● **What is needed**
When you transcribe the records that follow, reproduce each line exactly as given.

(Collected data)
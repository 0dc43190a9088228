//! Worker configuration.

use std::net::SocketAddr;
use std::path::PathBuf;

use adforge_router::RouterConfig;

/// Worker configuration.
#[derive(Debug, Clone)]
pub struct WorkerConfig {
    /// Engine registry document
    pub registry_path: PathBuf,
    /// Prometheus listener; metrics are not exported when unset
    pub metrics_addr: Option<SocketAddr>,
    /// Asset used by proof-stack emphasis (testimonial card image)
    pub testimonial_asset: Option<String>,
    /// Router settings
    pub router: RouterConfig,
}

impl Default for WorkerConfig {
    fn default() -> Self {
        Self {
            registry_path: PathBuf::from("config/engines.json"),
            metrics_addr: None,
            testimonial_asset: None,
            router: RouterConfig::default(),
        }
    }
}

impl WorkerConfig {
    /// Create config from environment variables.
    pub fn from_env() -> Self {
        Self {
            registry_path: std::env::var("ADFORGE_REGISTRY_PATH")
                .map(PathBuf::from)
                .unwrap_or_else(|_| PathBuf::from("config/engines.json")),
            metrics_addr: std::env::var("METRICS_ADDR")
                .ok()
                .and_then(|s| s.parse().ok()),
            testimonial_asset: std::env::var("ADFORGE_TESTIMONIAL_ASSET")
                .ok()
                .filter(|s| !s.is_empty()),
            router: RouterConfig::from_env(),
        }
    }
}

● **Solution below**
repository 0dc43190a9088228
//! Worker configuration.

use std::net::SocketAddr;
use std::path::PathBuf;

use adforge_router::RouterConfig;

/// Worker configuration.
#[derive(Debug, Clone)]
pub struct WorkerConfig {
    /// Engine registry document
    pub registry_path: PathBuf,
    /// Prometheus listener; metrics are not exported when unset
    pub metrics_addr: Option<SocketAddr>,
    /// Asset used by proof-stack emphasis (testimonial card image)
    pub testimonial_asset: Option<String>,
    /// Router settings
    pub router: RouterConfig,
}

impl Default for WorkerConfig {
    fn default() -> Self {
        Self {
            registry_path: PathBuf::from("config/engines.json"),
            metrics_addr: None,
            testimonial_asset: None,
            router: RouterConfig::default(),
        }
    }
}

impl WorkerConfig {
    /// Create config from environment variables.
    pub fn from_env() -> Self {
        Self {
            registry_path: std::env::var("ADFORGE_REGISTRY_PATH")
                .map(PathBuf::from)
                .unwrap_or_else(|_| PathBuf::from("config/engines.json")),
            metrics_addr: std::env::var("METRICS_ADDR")
                .ok()
                .and_then(|s| s.parse().ok()),
            testimonial_asset: std::env::var("ADFORGE_TESTIMONIAL_ASSET")
                .ok()
                .filter(|s| !s.is_empty()),
            router: RouterConfig::from_env(),
        }
    }
}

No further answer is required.